An identical Nord Noratlas transport aircraft at the IAF Museum near Hatzerim Airbase

Memorial plaque for Emanuel "Manu" Levy, crashed at 10 November 2010 over the Makhtesh Ramon

- On 29 April 1964, a Nord Noratlas 2501D of the IAF (Aircraft registration 4X-FAD/044) flew into a mountain near the Ramon Airbase. In this CFIT (Controlled flight into terrain) all 9 occupants were killed, the two pilots and the 7 passengers. It was the former GC+231 of the German Air Force (Deutsche Luftwaffe).

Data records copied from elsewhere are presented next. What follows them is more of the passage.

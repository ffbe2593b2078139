//! apidiff configuration loading from `.apidiffrc.toml`.
//!
//! Configuration is optional; apidiff uses the built-in defaults when no file
//! exists. Command-line flags override anything set here.
//!
//! # Example Configuration
//!
//! ```toml
//! [diff]
//! attributes_to_exclude = ["T:System.ObsoleteAttribute"]
//! apis_to_exclude = ["T:MyNamespace.Internal"]
//! hide_implicit_default_constructors = true
//! add_partial_modifier = false
//! title = "release"
//! jobs = 4
//!
//! [output]
//! format = "table"
//! color = true
//! ```

use std::collections::BTreeSet;
use std::path::Path;

use apidiff_core::differ::AttributeExclusions;
use apidiff_core::DiffOptions;
use serde::Deserialize;

/// File name looked up in the working directory.
pub const CONFIG_FILE: &str = ".apidiffrc.toml";

/// Root configuration structure loaded from `.apidiffrc.toml`.
#[derive(Debug, Deserialize, Default)]
pub struct ApiDiffConfig {
    /// Diff engine defaults.
    #[serde(default)]
    pub diff: DiffSection,

    /// Output formatting preferences.
    #[serde(default)]
    pub output: OutputSettings,
}

/// Diff engine defaults.
#[derive(Debug, Deserialize, Default)]
pub struct DiffSection {
    /// Attribute type identities to hide.
    ///
    /// Absent means the built-in list applies; an empty list hides nothing.
    #[serde(default)]
    pub attributes_to_exclude: Option<Vec<String>>,

    /// Declaration identities to drop together with their descendants.
    #[serde(default)]
    pub apis_to_exclude: Vec<String>,

    #[serde(default)]
    pub hide_implicit_default_constructors: bool,

    #[serde(default)]
    pub add_partial_modifier: bool,

    /// Index title; also prefixes module document names.
    #[serde(default)]
    pub title: Option<String>,

    /// Worker thread count.
    #[serde(default)]
    pub jobs: Option<usize>,
}

/// Output formatting preferences.
#[derive(Debug, Deserialize, Default)]
pub struct OutputSettings {
    /// Default output format: `table`, `json` or `markdown`.
    #[serde(default)]
    pub format: Option<String>,

    /// Whether to use colored output.
    #[serde(default)]
    pub color: Option<bool>,
}

impl ApiDiffConfig {
    /// Load configuration from `.apidiffrc.toml` in the given directory.
    ///
    /// A missing file yields defaults. Read and parse errors are logged as
    /// warnings and also yield defaults.
    pub fn load(root: &Path) -> Self {
        let config_path = root.join(CONFIG_FILE);
        if config_path.exists() {
            match std::fs::read_to_string(&config_path) {
                Ok(content) => match toml::from_str(&content) {
                    Ok(config) => return config,
                    Err(e) => {
                        tracing::warn!("Failed to parse {}: {}", CONFIG_FILE, e);
                    }
                },
                Err(e) => {
                    tracing::warn!("Failed to read {}: {}", CONFIG_FILE, e);
                }
            }
        }
        Self::default()
    }

    /// Diff options described by the `[diff]` section.
    pub fn diff_options(&self) -> DiffOptions {
        let attributes_to_exclude = match &self.diff.attributes_to_exclude {
            None => AttributeExclusions::UseBuiltInDefaults,
            Some(ids) => AttributeExclusions::exact(ids.iter().cloned()),
        };
        DiffOptions {
            attributes_to_exclude,
            apis_to_exclude: self.diff.apis_to_exclude.iter().cloned().collect::<BTreeSet<_>>(),
            hide_implicit_default_constructors: self.diff.hide_implicit_default_constructors,
            add_partial_modifier: self.diff.add_partial_modifier,
            table_of_contents_title: self.diff.title.clone(),
            num_threads: self.diff.jobs,
        }
    }

    /// Get the default output format, if configured.
    pub fn default_format(&self) -> Option<&str> {
        self.output.format.as_deref()
    }

    /// Returns the configured value, or `None` to use auto-detection.
    pub fn use_color(&self) -> Option<bool> {
        self.output.color
    }
}

#[cfg(test)]
mod tests {
    use super::*;

    #[test]
    fn test_default_config() {
        let config = ApiDiffConfig::default();
        assert!(config.diff.attributes_to_exclude.is_none());
        assert!(config.output.format.is_none());

        let options = config.diff_options();
        assert_eq!(
            options.attributes_to_exclude,
            AttributeExclusions::UseBuiltInDefaults
        );
        assert!(options.table_of_contents_title.is_none());
    }

    #[test]
    fn test_parse_full_config() {
        let toml_content = r#"
[diff]
attributes_to_exclude = ["T:System.ObsoleteAttribute"]
apis_to_exclude = ["T:N.Hidden", "M:N.C.M"]
hide_implicit_default_constructors = true
add_partial_modifier = true
title = "release"
jobs = 2

[output]
format = "json"
color = false
"#;
        let config: ApiDiffConfig = toml::from_str(toml_content).unwrap();
        assert_eq!(config.default_format(), Some("json"));
        assert_eq!(config.use_color(), Some(false));

        let options = config.diff_options();
        assert_eq!(
            options.attributes_to_exclude,
            AttributeExclusions::exact(["T:System.ObsoleteAttribute"])
        );
        assert_eq!(options.apis_to_exclude.len(), 2);
        assert!(options.hide_implicit_default_constructors);
        assert!(options.add_partial_modifier);
        assert_eq!(options.table_of_contents_title.as_deref(), Some("release"));
        assert_eq!(options.num_threads, Some(2));
    }

    #[test]
    fn test_empty_attribute_list_is_exact() {
        let config: ApiDiffConfig = toml::from_str("[diff]\nattributes_to_exclude = []\n").unwrap();
        assert_eq!(
            config.diff_options().attributes_to_exclude,
            AttributeExclusions::UseExactList(BTreeSet::new())
        );
    }

    #[test]
    fn test_invalid_file_falls_back_to_defaults() {
        let dir = tempfile::tempdir().unwrap();
        std::fs::write(dir.path().join(CONFIG_FILE), "[diff\nbroken").unwrap();
        let config = ApiDiffConfig::load(dir.path());
        assert!(config.diff.title.is_none());
    }
}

- In May 1983, an F-15D Eagle Baz and an A-4 Skyhawk Ayit collided in mid-air during an exercise over the Negev Desert in southern Israel. While the A-4 pilot ejected, the two-seat F-15D managed to land safely at the nearby Ramon base, although its right wing was almost completely torn off in the collision. This was only possible because the F-15 pilot turned on the afterburners, compensating for the lack of lift. The landing took place at about twice the normal speed, and the jet only came to a stop shortly before the end of the runway.
- On 19 July 2006, during the Second Lebanon War, an F-16I Sufa of the 119 Squadron "Bat" crash-landed on the Ramon runway. The pilot and navigator were rescued, but the aircraft was so badly damaged that it could not be repaired.
- On 10 November 2010, an F-16I Sufa of the 119 Squadron "Bat" crashed over the Makhtesh Ramon during an exercise. The pilot and navigator died in the crash. It was the second crash of this type of aircraft in the IAF.
- On 5 October 2016, an F-16I Sufa from 119 Squadron crashed while landing at the base. As a result of the crash, the pilot was killed. The navigator saved himself with the ejector seat and was only slightly injured.
- On 7 August 2017, an AH-64 Apache attack helicopter crashed right at the Ramon Airbase while returning from an exercise and after reporting a technical fault. One pilot was killed and the other seriously injured. As a result, all IAF Apaches were grounded for almost two months. The reason for the crash was determined to be the failure of a control joystick.
- On 10 February 2018, an F-16I Sufa of 201 Squadron "The One" was shot down by the Syrian air defenses after conducting an air raid on Iran-backed positions inside Syrian territory. The pilot and the navigator could eject and were injured. The jet crashed into a hillside near kibbutz Harduf in northern Israel, which lost its first warplane in 35 years by hostile action. An investigation revealed that the downing of the jet could have been avoided if the pilot had focused more on evading the incoming missile and not just on hitting his target or watching it being hit.
- During the Iranian attack on Israel in the night of 13–14 April 2024, four of nine ballistic missiles that overcame Israeli air defenses hit the airbase without causing any publicly known damage.